[lbo-talk] Art and Persuasion

andie nachgeborenen andie_nachgeborenen at yahoo.com
Thu Sep 1 10:28:24 PDT 2005


Interlinear

--- Wojtek Sokolowski <sokol at jhu.edu> wrote:


> Justin:
> > poem of his) -- I think that the issue of whether
> you
> > can persude people through art is interest and
> > empirically testable. . . .
>
> A lot of such research has been done in media
> studies - what they usually
> find is no direct effect.

As I'd expect.

The effect that has been
> confirmed as "agenda
> setting" (i.e. media not telling you what to think
> but what to think about).

Chomsky & Herman, McChesney, Bagkidian, Norman Solomon and the FAIR/EXTRA people have been saying this too.

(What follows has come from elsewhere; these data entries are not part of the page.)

pub mod ingredients;
pub mod lists;
pub mod recipes;
pub mod subscriptions;
pub mod tags;
pub mod users;

pub use ingredients::*;
pub use lists::*;
pub use recipes::*;
pub use subscriptions::*;
pub use tags::*;
pub use users::*;
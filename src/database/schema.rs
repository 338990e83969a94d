use serde::{Deserialize, Serialize};

use crate::constants::MEDIA_URL;

pub type Id = i32;

#[derive(
    Clone, Debug, PartialEq, PartialOrd, sqlx::Type, Serialize, Eq, Ord, Hash, Deserialize,
)]
#[sqlx(type_name = "user_role", rename_all = "lowercase")]
#[serde(rename_all = "snake_case")]
pub enum UserRole {
    User,
    Admin,
}

/// The two per-user recipe collections sharing the same add/remove rules.
#[derive(Clone, Copy, Debug, PartialEq, Eq, Hash)]
pub enum UserList {
    Favorites,
    ShoppingCart,
}

impl UserList {
    pub fn table(&self) -> &'static str {
        match self {
            UserList::Favorites => "favorites",
            UserList::ShoppingCart => "shopping_cart",
        }
    }

    pub fn already_listed(&self) -> &'static str {
        match self {
            UserList::Favorites => "Recipe is already in favorites",
            UserList::ShoppingCart => "Recipe is already in the shopping cart",
        }
    }

    pub fn not_listed(&self) -> &'static str {
        match self {
            UserList::Favorites => "Recipe is not in favorites",
            UserList::ShoppingCart => "Recipe is not in the shopping cart",
        }
    }
}

/// Turns a stored media path into the public URL it is served from.
pub fn media_url(path: &str) -> String {
    format!("{MEDIA_URL}{path}")
}

fn serialize_media<S>(path: &Option<String>, serializer: S) -> Result<S::Ok, S::Error>
where
    S: serde::Serializer,
{
    match path {
        Some(path) => serializer.serialize_some(&media_url(path)),
        None => serializer.serialize_none(),
    }
}

fn serialize_required_media<S>(path: &String, serializer: S) -> Result<S::Ok, S::Error>
where
    S: serde::Serializer,
{
    serializer.serialize_str(&media_url(path))
}

#[derive(sqlx::FromRow, Debug, Clone)]
pub struct User {
    pub id: Id,
    pub email: String,
    pub username: String,
    pub first_name: String,
    pub last_name: String,
    pub password: String,
    pub avatar: Option<String>,
    pub role: UserRole,
}

#[derive(Debug, Clone, Deserialize)]
pub struct NewUser {
    pub email: String,
    pub username: String,
    pub first_name: String,
    pub last_name: String,
    pub password: String,
}

/// Public representation returned right after registration.
#[derive(Debug, Clone, Serialize)]
pub struct CreatedUser {
    pub id: Id,
    pub email: String,
    pub username: String,
    pub first_name: String,
    pub last_name: String,
}

#[derive(sqlx::FromRow, Debug, Clone, Serialize)]
pub struct UserProfile {
    pub id: Id,
    pub email: String,
    pub username: String,
    pub first_name: String,
    pub last_name: String,
    pub is_subscribed: bool,
    #[serde(serialize_with = "serialize_media")]
    pub avatar: Option<String>,
}

#[derive(sqlx::FromRow, Debug, Clone, Serialize)]
pub struct UserProfileRow {
    #[sqlx(flatten)]
    #[serde(flatten)]
    pub profile: UserProfile,
    #[serde(skip)]
    pub count: i64,
}

#[derive(sqlx::FromRow, Debug, Clone, Serialize, PartialEq, Eq)]
pub struct Tag {
    pub id: Id,
    pub name: String,
    pub slug: String,
}

#[derive(sqlx::FromRow, Debug, Clone, Serialize, Deserialize, PartialEq, Eq)]
pub struct Ingredient {
    pub id: Id,
    pub name: String,
    pub measurement_unit: String,
}

#[derive(Debug, Clone, Deserialize)]
pub struct NewIngredient {
    pub name: String,
    pub measurement_unit: String,
}

#[derive(sqlx::FromRow, Debug, Clone)]
pub struct Recipe {
    pub id: Id,
    pub author_id: Id,
    pub name: String,
    pub text: String,
    pub image: String,
    pub cooking_time: i32,
}

#[derive(sqlx::FromRow, Debug, Clone)]
pub struct RecipeRow {
    #[sqlx(flatten)]
    pub recipe: Recipe,
    pub count: i64,
}

/// An ingredient line of a recipe as shown to clients.
#[derive(sqlx::FromRow, Debug, Clone, Serialize, PartialEq, Eq)]
pub struct RecipePart {
    pub id: Id,
    pub name: String,
    pub measurement_unit: String,
    pub amount: i32,
}

/// Minimal recipe shape returned by list toggles and author listings.
#[derive(sqlx::FromRow, Debug, Clone, Serialize, PartialEq, Eq)]
pub struct RecipeSummary {
    pub id: Id,
    pub name: String,
    #[serde(serialize_with = "serialize_required_media")]
    pub image: String,
    pub cooking_time: i32,
}

impl From<Recipe> for RecipeSummary {
    fn from(value: Recipe) -> Self {
        Self {
            id: value.id,
            name: value.name,
            image: value.image,
            cooking_time: value.cooking_time,
        }
    }
}

#[derive(Debug, Clone, Serialize)]
pub struct RecipeDetail {
    pub id: Id,
    pub tags: Vec<Tag>,
    pub author: UserProfile,
    pub ingredients: Vec<RecipePart>,
    pub is_favorited: bool,
    pub is_in_shopping_cart: bool,
    pub name: String,
    #[serde(serialize_with = "serialize_required_media")]
    pub image: String,
    pub text: String,
    pub cooking_time: i32,
}

/// Query-string filters of the recipe listing.
#[derive(Debug, Clone, Default, PartialEq, Eq)]
pub struct RecipeFilter {
    pub tags: Vec<String>,
    pub author: Option<Id>,
    pub is_favorited: bool,
    pub is_in_shopping_cart: bool,
}

/// An author as seen from the subscriptions page.
#[derive(Debug, Clone, Serialize)]
pub struct AuthorWithRecipes {
    #[serde(flatten)]
    pub profile: UserProfile,
    pub recipes: Vec<RecipeSummary>,
    pub recipes_count: i64,
}

#[derive(sqlx::FromRow, Debug, Clone)]
pub struct AuthorRow {
    #[sqlx(flatten)]
    pub profile: UserProfile,
    pub recipes_count: i64,
    pub count: i64,
}

/// One ingredient line of a recipe sitting in a shopping cart.
#[derive(sqlx::FromRow, Debug, Clone, PartialEq, Eq)]
pub struct CartLine {
    pub ingredient_id: Id,
    pub name: String,
    pub measurement_unit: String,
    pub amount: i32,
}

#[derive(Debug, Clone, Serialize, PartialEq, Eq)]
pub struct ShoppingListItem {
    pub ingredient_id: Id,
    pub name: String,
    pub measurement_unit: String,
    pub total_amount: i64,
}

> Another outcome is the "uses gratifications" which
> emphasizes the fact that
> media contents is usually socially mediated and
> interpreted and as such
> beyond control of the original sender.

Ah, gimme dat ol time deconstruction. But of course this is true.

As a result
> the effect intended by
> the original sender is often diluted, altered or
> altogether lost.

Think of the fate of Springsteen's Born In The USA, which the Reaganites tried to appropriate as a patriotic anthem, or the recent use of Janis Joplin's Lord, Won't You Buy Me A Mercedes Benz as commercial for the car.


>
> While we are at that, my original master thesis idea
> involved an
> experimental research to test the hypothesized
> "learned helplessness" effect
> induced by the media. In psychology, learned
> helplessness denotes a
> situation in which repeated administration of
> aversive stimuli to
> "experimental" subjects (they've done with both
> animals and people) produces
> the absence of avoidance behavior to such stimuli in
> the future, together
> with other negative effects, such as depression and
> the impaired learning
> ability. I hypothesized that the media form
> (constant commercial
> interruptions) and contents (violence and gore)
> produce such learned
> helplessness,

Well, people do tune out commercials and there are machines that actually allow you to record programs without the commercials; they pay a premium to watch commercial free cable, etc.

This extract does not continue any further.